Extracted data entries
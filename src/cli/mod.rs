use anyhow::{Context, Result};
use chrono::{Local, NaiveDate};
use clap::{Parser, Subcommand};
use uuid::Uuid;

use crate::application::ExpenseService;
use crate::domain::{ExpenseId, ItemDraft, ItemId, ItemUpdate, format_cents};

const MONTH_NAMES: [&str; 12] = [
    "Jan", "Feb", "Mar", "Apr", "May", "Jun", "Jul", "Aug", "Sep", "Oct", "Nov", "Dec",
];

/// Spesa - Personal Expense Tracker
#[derive(Parser)]
#[command(name = "spesa")]
#[command(about = "A local-first personal expense tracker")]
#[command(version)]
pub struct Cli {
    /// Database file path
    #[arg(short, long, default_value = "spesa.db")]
    pub database: String,

    /// Owner identity the commands act on
    #[arg(short, long, global = true, default_value = "default")]
    pub user: String,

    #[command(subcommand)]
    pub command: Commands,
}

#[derive(Subcommand)]
pub enum Commands {
    /// Initialize a new database
    Init,

    /// Record a new expense with one or more items
    Add {
        /// Items as name=price pairs (e.g. "coffee=3.50")
        #[arg(required = true)]
        items: Vec<String>,

        /// Expense date (ISO 8601 format: YYYY-MM-DD, defaults to today)
        #[arg(long)]
        date: Option<String>,
    },

    /// List expenses with their items, newest first
    List,

    /// Show a single expense with its items
    Show {
        /// Expense ID
        id: String,
    },

    /// Replace an expense's date and item set
    Edit {
        /// Expense ID
        id: String,

        /// New items as name=price pairs (full replacement)
        #[arg(required = true)]
        items: Vec<String>,

        /// New expense date (YYYY-MM-DD, defaults to the stored one)
        #[arg(long)]
        date: Option<String>,
    },

    /// Delete an expense and all of its items
    Delete {
        /// Expense ID
        id: String,
    },

    /// Line item commands (standalone edits; the parent total is NOT
    /// recomputed on this path)
    #[command(subcommand)]
    Item(ItemCommands),

    /// Spending summaries
    #[command(subcommand)]
    Report(ReportCommands),

    /// Export expenses to CSV or JSON
    Export {
        /// Output file (stdout if omitted)
        #[arg(short, long)]
        output: Option<String>,

        /// Format: csv, json
        #[arg(short, long, default_value = "csv")]
        format: String,
    },
}

#[derive(Subcommand)]
pub enum ItemCommands {
    /// Add a single item to an existing expense
    Add {
        /// Expense ID the item belongs to
        expense_id: String,

        /// Item name
        name: String,

        /// Item price (e.g. "3.50")
        price: String,
    },

    /// Update a single item (only supplied fields change)
    Update {
        /// Item ID
        id: String,

        /// New name
        #[arg(short, long)]
        name: Option<String>,

        /// New price
        #[arg(short, long)]
        price: Option<String>,
    },

    /// Remove a single item
    Rm {
        /// Item ID
        id: String,
    },
}

#[derive(Subcommand)]
pub enum ReportCommands {
    /// Monthly spending for one year, January through December
    Monthly {
        /// Calendar year (e.g. 2024)
        year: i32,

        /// Output format: table, json
        #[arg(long, default_value = "table")]
        format: String,
    },

    /// Annual spending over a year range
    Annual {
        /// First year of the range (inclusive)
        from: i32,

        /// Last year of the range (inclusive)
        to: i32,

        /// Output format: table, json
        #[arg(long, default_value = "table")]
        format: String,
    },
}

impl Cli {
    pub async fn run(self) -> Result<()> {
        match self.command {
            Commands::Init => {
                ExpenseService::init(&self.database).await?;
                println!("Database initialized: {}", self.database);
            }

            Commands::Add { items, date } => {
                let service = ExpenseService::connect(&self.database).await?;
                let drafts = parse_item_specs(&items)?;
                let date = match date {
                    Some(date_str) => parse_date(&date_str)?,
                    None => Local::now().date_naive(),
                };

                let expense = service.create_expense(&self.user, date, &drafts).await?;
                println!(
                    "Recorded expense: {} on {} ({} item{}, id {})",
                    format_cents(expense.total_amount),
                    expense.date,
                    drafts.len(),
                    if drafts.len() == 1 { "" } else { "s" },
                    expense.id
                );
            }

            Commands::List => {
                let service = ExpenseService::connect(&self.database).await?;
                run_list_command(&service, &self.user).await?;
            }

            Commands::Show { id } => {
                let service = ExpenseService::connect(&self.database).await?;
                let expense_id = parse_expense_id(&id)?;
                run_show_command(&service, expense_id).await?;
            }

            Commands::Edit { id, items, date } => {
                let service = ExpenseService::connect(&self.database).await?;
                let expense_id = parse_expense_id(&id)?;
                let drafts = parse_item_specs(&items)?;

                let date = match date {
                    Some(date_str) => parse_date(&date_str)?,
                    None => service.get_expense(expense_id).await?.expense.date,
                };

                let expense = service.update_expense(expense_id, date, &drafts).await?;
                println!(
                    "Updated expense {}: {} on {}",
                    expense.id,
                    format_cents(expense.total_amount),
                    expense.date
                );
            }

            Commands::Delete { id } => {
                let service = ExpenseService::connect(&self.database).await?;
                let expense_id = parse_expense_id(&id)?;
                service.delete_expense(expense_id).await?;
                println!("Deleted expense: {}", expense_id);
            }

            Commands::Item(item_cmd) => {
                let service = ExpenseService::connect(&self.database).await?;
                run_item_command(&service, item_cmd).await?;
            }

            Commands::Report(report_cmd) => {
                let service = ExpenseService::connect(&self.database).await?;
                run_report_command(&service, &self.user, report_cmd).await?;
            }

            Commands::Export { output, format } => {
                let service = ExpenseService::connect(&self.database).await?;
                run_export_command(&service, &self.user, output.as_deref(), &format).await?;
            }
        }

        Ok(())
    }
}

async fn run_list_command(service: &ExpenseService, user: &str) -> Result<()> {
    let expenses = service.list_expenses(user).await?;
    if expenses.is_empty() {
        println!("No expenses found.");
        return Ok(());
    }

    println!("{:<36} {:<12} {:>10}  ITEMS", "ID", "DATE", "TOTAL");
    println!("{}", "-".repeat(70));
    for entry in expenses {
        let items = entry
            .items
            .iter()
            .map(|item| format!("{} {}", item.name, format_cents(item.price)))
            .collect::<Vec<_>>()
            .join(", ");
        println!(
            "{:<36} {:<12} {:>10}  {}",
            entry.expense.id,
            entry.expense.date.to_string(),
            format_cents(entry.expense.total_amount),
            items
        );
    }
    Ok(())
}

async fn run_show_command(service: &ExpenseService, id: ExpenseId) -> Result<()> {
    let entry = service.get_expense(id).await?;
    let expense = &entry.expense;

    println!("Expense: {}", expense.id);
    println!("  Owner:   {}", expense.owner_id);
    println!("  Date:    {}", expense.date);
    println!("  Total:   {}", format_cents(expense.total_amount));
    println!(
        "  Created: {}",
        expense.created_at.format("%Y-%m-%d %H:%M:%S")
    );
    println!(
        "  Updated: {}",
        expense.updated_at.format("%Y-%m-%d %H:%M:%S")
    );
    println!();
    println!("  Items:");
    for item in &entry.items {
        println!(
            "    {:<24} {:>10}  ({})",
            item.name,
            format_cents(item.price),
            item.id
        );
    }
    Ok(())
}

async fn run_item_command(service: &ExpenseService, cmd: ItemCommands) -> Result<()> {
    match cmd {
        ItemCommands::Add {
            expense_id,
            name,
            price,
        } => {
            let expense_id = parse_expense_id(&expense_id)?;
            let item = service.add_item(expense_id, &name, &price).await?;
            println!(
                "Added item: {} {} ({})",
                item.name,
                format_cents(item.price),
                item.id
            );
            eprintln!("Note: the parent expense total is not recomputed by item edits.");
        }

        ItemCommands::Update { id, name, price } => {
            let item_id = parse_item_id(&id)?;
            let item = service
                .update_item(item_id, ItemUpdate { name, price })
                .await?;
            println!("Updated item: {} {}", item.name, format_cents(item.price));
            eprintln!("Note: the parent expense total is not recomputed by item edits.");
        }

        ItemCommands::Rm { id } => {
            let item_id = parse_item_id(&id)?;
            service.delete_item(item_id).await?;
            println!("Removed item: {}", item_id);
            eprintln!("Note: the parent expense total is not recomputed by item edits.");
        }
    }
    Ok(())
}

async fn run_report_command(
    service: &ExpenseService,
    user: &str,
    cmd: ReportCommands,
) -> Result<()> {
    match cmd {
        ReportCommands::Monthly { year, format } => {
            let summary = service.monthly_summary(user, year).await?;

            match format.as_str() {
                "json" => println!("{}", serde_json::to_string_pretty(&summary)?),
                _ => {
                    println!("Monthly spending for {}", year);
                    println!("{:<6} {:>12}", "MONTH", "TOTAL");
                    println!("{}", "-".repeat(19));
                    for (index, total) in summary.iter().enumerate() {
                        println!("{:<6} {:>12}", MONTH_NAMES[index], format_cents(*total));
                    }
                    println!("{}", "-".repeat(19));
                    println!(
                        "{:<6} {:>12}",
                        "Year",
                        format_cents(summary.iter().sum::<i64>())
                    );
                }
            }
        }

        ReportCommands::Annual { from, to, format } => {
            let summary = service.annual_summary(user, from, to).await?;

            match format.as_str() {
                "json" => println!("{}", serde_json::to_string_pretty(&summary)?),
                _ => {
                    if summary.is_empty() {
                        println!("No years in range.");
                    } else {
                        println!("{:<6} {:>12}", "YEAR", "TOTAL");
                        println!("{}", "-".repeat(19));
                        for entry in &summary {
                            println!("{:<6} {:>12}", entry.year, format_cents(entry.total));
                        }
                    }
                }
            }
        }
    }
    Ok(())
}

async fn run_export_command(
    service: &ExpenseService,
    user: &str,
    output: Option<&str>,
    format: &str,
) -> Result<()> {
    use crate::io::Exporter;
    use std::fs::File;
    use std::io::{Write, stdout};

    let exporter = Exporter::new(service);

    let writer: Box<dyn Write> = match output {
        Some(path) => {
            let file = File::create(path)
                .with_context(|| format!("Failed to create output file: {}", path))?;
            Box::new(file)
        }
        None => Box::new(stdout()),
    };

    match format {
        "json" => {
            let snapshot = exporter.export_full_json(writer, user).await?;
            if output.is_some() {
                eprintln!("Exported {} expenses", snapshot.expenses.len());
            }
        }
        "csv" => {
            let count = exporter.export_expenses_csv(writer, user).await?;
            if output.is_some() {
                eprintln!("Exported {} item rows", count);
            }
        }
        other => anyhow::bail!("Unknown export format '{}'. Use csv or json", other),
    }
    Ok(())
}

fn parse_date(input: &str) -> Result<NaiveDate> {
    NaiveDate::parse_from_str(input, "%Y-%m-%d")
        .with_context(|| format!("Invalid date format '{}'. Use YYYY-MM-DD", input))
}

fn parse_expense_id(input: &str) -> Result<ExpenseId> {
    Uuid::parse_str(input).context("Invalid expense ID format (expected UUID)")
}

fn parse_item_id(input: &str) -> Result<ItemId> {
    Uuid::parse_str(input).context("Invalid item ID format (expected UUID)")
}

/// Parse "name=price" pairs from the command line.
fn parse_item_specs(specs: &[String]) -> Result<Vec<ItemDraft>> {
    specs
        .iter()
        .map(|spec| {
            let (name, price) = spec
                .rsplit_once('=')
                .with_context(|| format!("Invalid item '{}'. Use name=price", spec))?;
            Ok(ItemDraft::new(name, price))
        })
        .collect()
}

#[cfg(test)]
mod tests {
    use super::*;

    #[test]
    fn test_parse_item_specs() {
        let drafts =
            parse_item_specs(&["coffee=3.50".to_string(), "a=b=1.00".to_string()]).unwrap();
        assert_eq!(drafts.len(), 2);
        assert_eq!(drafts[0].name, "coffee");
        assert_eq!(drafts[0].price, "3.50");
        // rsplit keeps '=' inside the name
        assert_eq!(drafts[1].name, "a=b");
        assert_eq!(drafts[1].price, "1.00");
    }

    #[test]
    fn test_parse_item_specs_rejects_missing_price() {
        assert!(parse_item_specs(&["coffee".to_string()]).is_err());
    }
}
// Allow dead_code because these helpers are used across different test files
// which are compiled separately
#![allow(dead_code)]

use anyhow::Result;
use chrono::NaiveDate;
use spesa::application::ExpenseService;
use spesa::domain::ItemDraft;
use tempfile::TempDir;

/// Helper to create a test service with a temporary database
pub async fn test_service() -> Result<(ExpenseService, TempDir)> {
    let temp_dir = TempDir::new()?;
    let db_path = temp_dir.path().join("test.db");
    let service = ExpenseService::init(db_path.to_str().unwrap()).await?;
    Ok((service, temp_dir))
}

/// Helper to parse a YYYY-MM-DD date string
pub fn date(date_str: &str) -> NaiveDate {
    NaiveDate::parse_from_str(date_str, "%Y-%m-%d").unwrap()
}

/// Helper to build item drafts from (name, price) pairs
pub fn items(specs: &[(&str, &str)]) -> Vec<ItemDraft> {
    specs
        .iter()
        .map(|(name, price)| ItemDraft::new(*name, *price))
        .collect()
}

| Your instructions |
Would you copy out every line in the records that includes the string "input"?

| Problem solution |
fn parse_date(input: &str) -> Result<NaiveDate> {
    NaiveDate::parse_from_str(input, "%Y-%m-%d")
        .with_context(|| format!("Invalid date format '{}'. Use YYYY-MM-DD", input))
fn parse_expense_id(input: &str) -> Result<ExpenseId> {
    Uuid::parse_str(input).context("Invalid expense ID format (expected UUID)")
fn parse_item_id(input: &str) -> Result<ItemId> {
    Uuid::parse_str(input).context("Invalid item ID format (expected UUID)")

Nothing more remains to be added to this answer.